*WHAT NEEDS TO BE DONE*.
Please print the entries below exactly, from the line with "ledger.units = rest;" through the line with "plan.report.commands_dispatched += 1;", including both of those lines and leaving out all others.

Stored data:
########################################
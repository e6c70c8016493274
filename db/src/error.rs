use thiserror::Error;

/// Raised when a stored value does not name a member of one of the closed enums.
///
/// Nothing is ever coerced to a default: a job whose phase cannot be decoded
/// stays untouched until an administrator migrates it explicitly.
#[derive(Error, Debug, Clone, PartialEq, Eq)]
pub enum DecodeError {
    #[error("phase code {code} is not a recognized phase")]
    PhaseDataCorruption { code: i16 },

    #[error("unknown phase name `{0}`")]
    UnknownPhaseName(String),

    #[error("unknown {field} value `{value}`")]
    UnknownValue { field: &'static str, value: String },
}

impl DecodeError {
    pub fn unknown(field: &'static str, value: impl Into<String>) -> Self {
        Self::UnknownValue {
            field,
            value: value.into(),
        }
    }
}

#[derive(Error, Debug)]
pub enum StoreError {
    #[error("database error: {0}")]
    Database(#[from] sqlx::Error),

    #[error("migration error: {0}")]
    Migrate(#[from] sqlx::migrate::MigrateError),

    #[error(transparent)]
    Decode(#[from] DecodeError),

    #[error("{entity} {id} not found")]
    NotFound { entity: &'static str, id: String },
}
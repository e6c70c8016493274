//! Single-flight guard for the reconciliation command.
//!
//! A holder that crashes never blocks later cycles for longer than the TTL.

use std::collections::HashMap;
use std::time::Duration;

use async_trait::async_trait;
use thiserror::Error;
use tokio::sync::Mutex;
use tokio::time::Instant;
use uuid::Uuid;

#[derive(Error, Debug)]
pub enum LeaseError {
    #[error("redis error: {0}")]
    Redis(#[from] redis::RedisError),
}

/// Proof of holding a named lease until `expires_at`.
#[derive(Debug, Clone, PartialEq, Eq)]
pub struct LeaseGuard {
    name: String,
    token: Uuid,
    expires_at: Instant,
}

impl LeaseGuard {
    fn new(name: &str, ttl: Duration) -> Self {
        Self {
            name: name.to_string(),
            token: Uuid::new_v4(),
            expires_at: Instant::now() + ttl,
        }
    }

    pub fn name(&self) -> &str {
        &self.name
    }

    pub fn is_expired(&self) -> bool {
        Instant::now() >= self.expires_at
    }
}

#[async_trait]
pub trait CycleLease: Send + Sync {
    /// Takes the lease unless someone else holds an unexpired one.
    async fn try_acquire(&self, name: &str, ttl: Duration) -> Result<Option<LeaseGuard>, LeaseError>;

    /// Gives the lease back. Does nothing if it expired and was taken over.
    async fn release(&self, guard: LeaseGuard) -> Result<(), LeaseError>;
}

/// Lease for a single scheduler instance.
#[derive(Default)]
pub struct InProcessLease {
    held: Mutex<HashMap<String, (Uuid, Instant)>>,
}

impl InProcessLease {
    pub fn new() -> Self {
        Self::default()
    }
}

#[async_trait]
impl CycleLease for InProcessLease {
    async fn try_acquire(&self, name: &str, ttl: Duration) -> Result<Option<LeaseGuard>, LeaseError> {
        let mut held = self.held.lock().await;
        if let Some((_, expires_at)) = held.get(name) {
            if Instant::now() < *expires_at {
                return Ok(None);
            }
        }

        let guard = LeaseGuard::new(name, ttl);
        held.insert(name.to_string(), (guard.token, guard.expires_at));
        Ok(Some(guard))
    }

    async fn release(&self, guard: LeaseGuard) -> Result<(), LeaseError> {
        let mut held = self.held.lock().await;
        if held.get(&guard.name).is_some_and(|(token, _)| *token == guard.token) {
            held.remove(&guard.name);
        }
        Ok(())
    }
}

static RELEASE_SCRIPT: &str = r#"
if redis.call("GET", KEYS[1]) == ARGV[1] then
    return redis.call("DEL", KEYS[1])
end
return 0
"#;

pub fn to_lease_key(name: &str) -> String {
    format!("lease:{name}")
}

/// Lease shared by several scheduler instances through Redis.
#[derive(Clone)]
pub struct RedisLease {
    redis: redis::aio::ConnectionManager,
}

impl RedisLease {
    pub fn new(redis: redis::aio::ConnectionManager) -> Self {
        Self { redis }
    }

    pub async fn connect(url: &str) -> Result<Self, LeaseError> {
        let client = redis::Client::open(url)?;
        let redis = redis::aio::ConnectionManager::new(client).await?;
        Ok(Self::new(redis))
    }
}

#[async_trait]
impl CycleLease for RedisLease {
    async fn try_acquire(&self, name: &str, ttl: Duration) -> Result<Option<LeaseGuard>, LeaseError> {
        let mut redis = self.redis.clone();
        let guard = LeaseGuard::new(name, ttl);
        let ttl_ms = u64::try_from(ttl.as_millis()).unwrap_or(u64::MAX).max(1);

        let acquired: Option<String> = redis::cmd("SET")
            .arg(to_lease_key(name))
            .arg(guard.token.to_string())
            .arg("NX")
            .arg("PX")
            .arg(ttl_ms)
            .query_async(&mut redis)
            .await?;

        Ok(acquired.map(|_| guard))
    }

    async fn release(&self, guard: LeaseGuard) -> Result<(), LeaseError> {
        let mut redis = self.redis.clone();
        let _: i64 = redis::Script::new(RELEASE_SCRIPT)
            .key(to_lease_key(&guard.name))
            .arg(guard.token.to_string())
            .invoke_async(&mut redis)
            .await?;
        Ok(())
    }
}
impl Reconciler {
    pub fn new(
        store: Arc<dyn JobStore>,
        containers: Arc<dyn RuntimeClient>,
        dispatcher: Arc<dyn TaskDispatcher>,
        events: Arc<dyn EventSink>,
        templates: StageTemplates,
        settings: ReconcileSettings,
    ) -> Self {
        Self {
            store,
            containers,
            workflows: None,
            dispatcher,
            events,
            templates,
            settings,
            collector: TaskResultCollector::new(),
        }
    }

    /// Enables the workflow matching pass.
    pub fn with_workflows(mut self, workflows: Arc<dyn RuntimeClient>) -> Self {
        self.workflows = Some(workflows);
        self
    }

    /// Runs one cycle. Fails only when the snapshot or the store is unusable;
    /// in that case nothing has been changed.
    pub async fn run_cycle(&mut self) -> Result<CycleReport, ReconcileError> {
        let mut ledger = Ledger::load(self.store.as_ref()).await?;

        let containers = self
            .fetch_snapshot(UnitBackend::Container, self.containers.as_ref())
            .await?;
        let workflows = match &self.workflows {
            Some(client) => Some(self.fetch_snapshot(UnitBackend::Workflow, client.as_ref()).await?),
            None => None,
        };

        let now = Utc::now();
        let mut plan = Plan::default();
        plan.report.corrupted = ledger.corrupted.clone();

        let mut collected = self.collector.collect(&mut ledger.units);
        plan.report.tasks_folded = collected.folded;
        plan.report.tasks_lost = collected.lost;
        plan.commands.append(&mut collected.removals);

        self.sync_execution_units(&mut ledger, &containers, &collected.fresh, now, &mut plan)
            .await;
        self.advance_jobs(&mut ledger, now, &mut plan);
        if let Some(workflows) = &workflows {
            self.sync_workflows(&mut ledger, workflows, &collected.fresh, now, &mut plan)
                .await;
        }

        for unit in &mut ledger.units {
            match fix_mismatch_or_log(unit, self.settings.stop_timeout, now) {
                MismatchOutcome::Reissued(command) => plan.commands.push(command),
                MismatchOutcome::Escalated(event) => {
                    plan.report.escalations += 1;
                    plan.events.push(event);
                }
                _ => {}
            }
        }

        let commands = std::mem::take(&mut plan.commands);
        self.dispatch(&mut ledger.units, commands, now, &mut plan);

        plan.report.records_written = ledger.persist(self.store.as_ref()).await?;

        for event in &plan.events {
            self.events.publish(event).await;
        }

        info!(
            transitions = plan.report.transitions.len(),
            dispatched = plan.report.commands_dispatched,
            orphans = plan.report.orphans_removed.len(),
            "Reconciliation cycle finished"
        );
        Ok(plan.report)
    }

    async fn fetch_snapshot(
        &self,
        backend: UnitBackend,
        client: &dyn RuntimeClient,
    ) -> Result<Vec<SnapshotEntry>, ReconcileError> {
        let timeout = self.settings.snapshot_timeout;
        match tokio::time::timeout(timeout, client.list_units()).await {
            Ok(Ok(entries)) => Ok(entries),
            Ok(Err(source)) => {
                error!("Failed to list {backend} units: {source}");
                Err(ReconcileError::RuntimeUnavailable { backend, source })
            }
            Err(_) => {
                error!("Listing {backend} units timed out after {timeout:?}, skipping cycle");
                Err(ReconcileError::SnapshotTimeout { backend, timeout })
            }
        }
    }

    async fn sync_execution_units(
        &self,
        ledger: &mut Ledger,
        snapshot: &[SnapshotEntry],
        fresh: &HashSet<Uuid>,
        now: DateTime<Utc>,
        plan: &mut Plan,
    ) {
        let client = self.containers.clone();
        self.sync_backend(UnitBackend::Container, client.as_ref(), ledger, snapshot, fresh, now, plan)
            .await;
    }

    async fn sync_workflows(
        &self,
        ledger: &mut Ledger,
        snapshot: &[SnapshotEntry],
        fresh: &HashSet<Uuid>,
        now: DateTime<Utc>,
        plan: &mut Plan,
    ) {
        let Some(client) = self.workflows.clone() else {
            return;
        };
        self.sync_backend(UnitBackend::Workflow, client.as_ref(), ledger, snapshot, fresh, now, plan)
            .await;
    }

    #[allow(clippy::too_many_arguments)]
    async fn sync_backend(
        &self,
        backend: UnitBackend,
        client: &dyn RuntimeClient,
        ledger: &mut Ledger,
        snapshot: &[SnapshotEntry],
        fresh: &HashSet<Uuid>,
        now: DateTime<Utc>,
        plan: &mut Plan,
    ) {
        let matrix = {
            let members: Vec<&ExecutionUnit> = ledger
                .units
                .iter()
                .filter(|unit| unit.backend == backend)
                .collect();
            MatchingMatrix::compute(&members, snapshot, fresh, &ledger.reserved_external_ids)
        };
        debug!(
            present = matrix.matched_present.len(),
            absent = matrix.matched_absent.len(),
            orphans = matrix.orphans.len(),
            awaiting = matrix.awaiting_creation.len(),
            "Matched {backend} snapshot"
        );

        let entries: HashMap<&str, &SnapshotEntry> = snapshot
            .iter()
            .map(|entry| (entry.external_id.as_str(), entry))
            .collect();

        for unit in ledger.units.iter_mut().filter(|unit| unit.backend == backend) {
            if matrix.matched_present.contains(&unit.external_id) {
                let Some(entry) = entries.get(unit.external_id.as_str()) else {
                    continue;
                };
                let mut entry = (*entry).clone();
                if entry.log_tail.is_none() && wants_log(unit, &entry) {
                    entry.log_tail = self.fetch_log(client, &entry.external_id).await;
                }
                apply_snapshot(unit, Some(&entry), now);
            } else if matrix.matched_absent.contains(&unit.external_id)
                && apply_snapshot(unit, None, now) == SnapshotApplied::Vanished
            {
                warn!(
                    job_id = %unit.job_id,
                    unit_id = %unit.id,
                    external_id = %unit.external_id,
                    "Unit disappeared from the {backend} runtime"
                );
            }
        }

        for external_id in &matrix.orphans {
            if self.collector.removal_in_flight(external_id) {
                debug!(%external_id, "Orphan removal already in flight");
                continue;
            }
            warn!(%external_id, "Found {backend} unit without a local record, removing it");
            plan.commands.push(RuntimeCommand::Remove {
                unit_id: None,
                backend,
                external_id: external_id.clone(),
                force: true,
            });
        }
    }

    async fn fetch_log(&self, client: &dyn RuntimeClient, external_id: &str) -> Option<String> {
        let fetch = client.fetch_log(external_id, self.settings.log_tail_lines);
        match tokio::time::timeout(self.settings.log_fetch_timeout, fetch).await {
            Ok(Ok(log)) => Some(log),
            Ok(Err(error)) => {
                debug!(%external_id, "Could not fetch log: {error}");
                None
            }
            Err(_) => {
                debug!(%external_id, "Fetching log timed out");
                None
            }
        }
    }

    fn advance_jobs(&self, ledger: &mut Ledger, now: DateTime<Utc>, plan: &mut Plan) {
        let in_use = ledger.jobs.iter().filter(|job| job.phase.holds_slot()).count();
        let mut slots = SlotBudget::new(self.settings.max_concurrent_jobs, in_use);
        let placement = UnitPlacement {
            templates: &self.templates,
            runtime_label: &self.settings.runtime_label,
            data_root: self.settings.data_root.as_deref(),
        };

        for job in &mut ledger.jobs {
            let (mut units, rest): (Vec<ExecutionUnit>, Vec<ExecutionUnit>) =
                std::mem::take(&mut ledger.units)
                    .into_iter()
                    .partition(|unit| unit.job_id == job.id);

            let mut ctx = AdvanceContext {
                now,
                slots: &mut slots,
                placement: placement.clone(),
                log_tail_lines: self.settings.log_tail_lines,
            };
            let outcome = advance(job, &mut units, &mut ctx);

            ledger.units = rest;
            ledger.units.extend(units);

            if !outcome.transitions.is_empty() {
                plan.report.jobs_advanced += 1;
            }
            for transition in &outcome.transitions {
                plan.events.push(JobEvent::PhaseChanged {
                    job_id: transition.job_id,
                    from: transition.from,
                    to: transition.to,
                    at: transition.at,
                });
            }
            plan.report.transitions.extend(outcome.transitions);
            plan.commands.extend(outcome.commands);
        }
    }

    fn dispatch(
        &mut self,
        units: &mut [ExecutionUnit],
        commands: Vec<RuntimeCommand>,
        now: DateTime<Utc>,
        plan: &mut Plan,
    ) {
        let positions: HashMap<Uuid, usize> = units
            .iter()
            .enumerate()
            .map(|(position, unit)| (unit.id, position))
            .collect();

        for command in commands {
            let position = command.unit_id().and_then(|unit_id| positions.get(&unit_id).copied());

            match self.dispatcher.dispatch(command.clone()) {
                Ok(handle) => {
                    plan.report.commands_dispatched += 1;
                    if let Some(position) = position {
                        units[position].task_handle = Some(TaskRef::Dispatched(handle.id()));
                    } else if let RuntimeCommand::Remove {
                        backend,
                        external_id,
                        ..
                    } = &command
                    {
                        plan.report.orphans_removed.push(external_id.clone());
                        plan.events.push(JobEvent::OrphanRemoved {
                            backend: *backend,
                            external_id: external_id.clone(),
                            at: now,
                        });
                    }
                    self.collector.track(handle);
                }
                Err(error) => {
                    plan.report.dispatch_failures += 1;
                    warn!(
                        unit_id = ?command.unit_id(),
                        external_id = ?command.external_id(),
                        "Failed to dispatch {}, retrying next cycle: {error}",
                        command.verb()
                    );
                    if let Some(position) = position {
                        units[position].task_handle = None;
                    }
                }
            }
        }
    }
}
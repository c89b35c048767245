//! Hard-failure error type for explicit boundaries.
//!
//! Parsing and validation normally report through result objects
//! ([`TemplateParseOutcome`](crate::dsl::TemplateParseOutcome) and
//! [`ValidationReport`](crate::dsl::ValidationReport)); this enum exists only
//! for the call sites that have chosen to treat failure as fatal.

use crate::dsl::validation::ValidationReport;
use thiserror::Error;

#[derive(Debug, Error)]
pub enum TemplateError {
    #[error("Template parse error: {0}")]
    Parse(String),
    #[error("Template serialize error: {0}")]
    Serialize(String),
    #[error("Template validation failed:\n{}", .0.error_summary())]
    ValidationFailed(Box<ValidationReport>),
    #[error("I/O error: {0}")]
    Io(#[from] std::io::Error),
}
########################################
*RESPONSE TO THIS EXERCISE*.
            ledger.units = rest;
            ledger.units.extend(units);

            if !outcome.transitions.is_empty() {
                plan.report.jobs_advanced += 1;
            }
            for transition in &outcome.transitions {
                plan.events.push(JobEvent::PhaseChanged {
                    job_id: transition.job_id,
                    from: transition.from,
                    to: transition.to,
                    at: transition.at,
                });
            }
            plan.report.transitions.extend(outcome.transitions);
            plan.commands.extend(outcome.commands);
        }
    }

    fn dispatch(
        &mut self,
        units: &mut [ExecutionUnit],
        commands: Vec<RuntimeCommand>,
        now: DateTime<Utc>,
        plan: &mut Plan,
    ) {
        let positions: HashMap<Uuid, usize> = units
            .iter()
            .enumerate()
            .map(|(position, unit)| (unit.id, position))
            .collect();

        for command in commands {
            let position = command.unit_id().and_then(|unit_id| positions.get(&unit_id).copied());

            match self.dispatcher.dispatch(command.clone()) {
                Ok(handle) => {
                    plan.report.commands_dispatched += 1;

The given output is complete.